BISCUIT - Understand Sequencing Data with Bisulfite Conversion
Get started now View it on GitHub
BISulfite-seq CUI Toolkit (BISCUIT) is a utility suite for analyzing bulk and single-cell sodium bisulfite- or enzyme-based DNA methylation/modification data, such as WGBS, capture bisulfite sequencing, RRBS, NOMe-seq, and EM-seq. It was written to perform read alignment, DNA methylation and mutation calling, and allele specific methylation from bisulfite or bisulfite-like sequencing data.

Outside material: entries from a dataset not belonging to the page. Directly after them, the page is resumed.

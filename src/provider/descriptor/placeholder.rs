// self
use crate::{_prelude::*, error::ConfigError};

/// A `{name}` variable in an endpoint template together with its fallback value.
#[derive(Clone, Debug, PartialEq, Eq, Serialize, Deserialize)]
pub struct Placeholder {
	/// Name referenced as `{name}` in templates and used as the configuration key.
	pub name: String,
	/// Value used when neither configuration nor the request supplies one.
	pub fallback: String,
}
impl Placeholder {
	/// Declares a placeholder.
	pub fn new(name: impl Into<String>, fallback: impl Into<String>) -> Self {
		Self { name: name.into(), fallback: fallback.into() }
	}

	/// Text this placeholder occupies inside a template.
	pub(crate) fn token(&self) -> String {
		format!("{{{}}}", self.name)
	}

	/// Picks the effective value for one call.
	///
	/// A configuration binding always wins; a request value is used only when no binding
	/// exists and the value is well formed; otherwise the fallback applies.
	pub(crate) fn select<'a>(
		&'a self,
		bound: Option<&'a str>,
		requested: Option<&'a str>,
	) -> &'a str {
		bound
			.or_else(|| requested.filter(|value| is_valid_value(value)))
			.unwrap_or(&self.fallback)
	}
}

/// Returns `true` for non-empty values made of ASCII alphanumerics and `-._~`.
///
/// These are the RFC 3986 unreserved characters, so a substituted value can never change the
/// structure of the URL it lands in.
pub fn is_valid_value(value: &str) -> bool {
	!value.is_empty()
		&& value.bytes().all(|b| b.is_ascii_alphanumeric() || matches!(b, b'-' | b'.' | b'_' | b'~'))
}

pub(crate) fn validate_value(name: &str, value: &str) -> Result<(), ConfigError> {
	if is_valid_value(value) {
		Ok(())
	} else {
		Err(ConfigError::InvalidPlaceholder { name: name.to_owned(), value: value.to_owned() })
	}
}

#[cfg(test)]
mod tests {
	// self
	use super::*;

	#[test]
	fn values_are_limited_to_unreserved_characters() {
		assert!(is_valid_value("contoso"));
		assert!(is_valid_value("a-b.c_d~9"));
		assert!(!is_valid_value(""));
		assert!(!is_valid_value("evil/path"));
		assert!(!is_valid_value("host?x=1"));
		assert!(!is_valid_value("ünicode"));
	}

	#[test]
	fn selection_prefers_binding_then_valid_request_then_fallback() {
		let tenant = Placeholder::new("tenant", "organizations");

		assert_eq!(tenant.select(Some("northwind"), Some("contoso")), "northwind");
		assert_eq!(tenant.select(None, Some("contoso")), "contoso");
		assert_eq!(tenant.select(None, Some("../admin")), "organizations");
		assert_eq!(tenant.select(None, None), "organizations");
		assert_eq!(tenant.token(), "{tenant}");
	}
}
//! Provider families, configured providers, and the registry that builds them.
//!
//! `descriptor` holds endpoint templates and grant flags, `options` the per-call request
//! vocabulary, `operations` the public/private views over a configured [`Provider`], and
//! `registry` the name-to-factory mapping (with the built-in families in `builtin`).

pub mod builtin;
pub mod descriptor;
pub mod operations;
pub mod options;
pub mod registry;

pub use builtin::{CustomFactory, TemplateFactory};
pub use descriptor::*;
pub use operations::*;
pub use options::*;
pub use registry::*;
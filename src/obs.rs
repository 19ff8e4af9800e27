//! Optional observability hooks for token operations.
//!
//! # Feature Flags
//!
//! - `tracing`: every token endpoint call runs inside an `oauthapp_provider.operation` span
//!   carrying the `provider` and `grant` fields.
//! - `metrics`: the `oauthapp_provider_operation_total` counter is incremented per attempt,
//!   success, and failure, labeled by `grant` and `outcome`.
//!
//! Neither hook logs errors; errors are returned to the caller untouched.

mod metrics;
mod tracing;

pub use metrics::*;
pub use tracing::*;

// self
use crate::_prelude::*;

/// Outcome labels recorded for each token operation.
#[derive(Clone, Copy, Debug, PartialEq, Eq, Hash)]
pub enum OperationOutcome {
	/// The operation started a token endpoint call.
	Attempt,
	/// A token was returned.
	Success,
	/// An error was returned.
	Failure,
}
impl OperationOutcome {
	/// Stable label for span or metric fields.
	pub const fn as_str(self) -> &'static str {
		match self {
			OperationOutcome::Attempt => "attempt",
			OperationOutcome::Success => "success",
			OperationOutcome::Failure => "failure",
		}
	}
}
impl Display for OperationOutcome {
	fn fmt(&self, f: &mut Formatter) -> FmtResult {
		f.write_str(self.as_str())
	}
}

BISCUIT was developed by Wanding Zhou while he was a member of the Shen Lab at Van Andel Institute. He now holds a faculty position at University of Pennsylvania and Children’s Hospital of Philadelphia. BISCUIT is currently maintained by Jacob Morrison (who also developed the User’s Guide website) in the Shen Lab. Current versions of BISCUIT are available at https://github.com/huishenlab/biscuit, while legacy versions are located at https://github.com/zhou-lab/biscuit.
Reference
Wanding Zhou, Benjamin K Johnson, Jacob Morrison, et al., BISCUIT: an efficient, standards-compliant tool suite for simultaneous genetic and epigenetic inference in bulk and single-cell studies, Nucleic Acids Research, Volume 52, Issue 6, 12 April 2024, Page e32, https://doi.org/10.1093/nar/gkae097
Quick Start
In order to get started with performing analyses with BISCUIT, precompiled binaries are available for download on the BISCUIT release page. Note, binaries are only available for Linux and macOS. (See Download and Install for more information about downloading and installing BISCUIT).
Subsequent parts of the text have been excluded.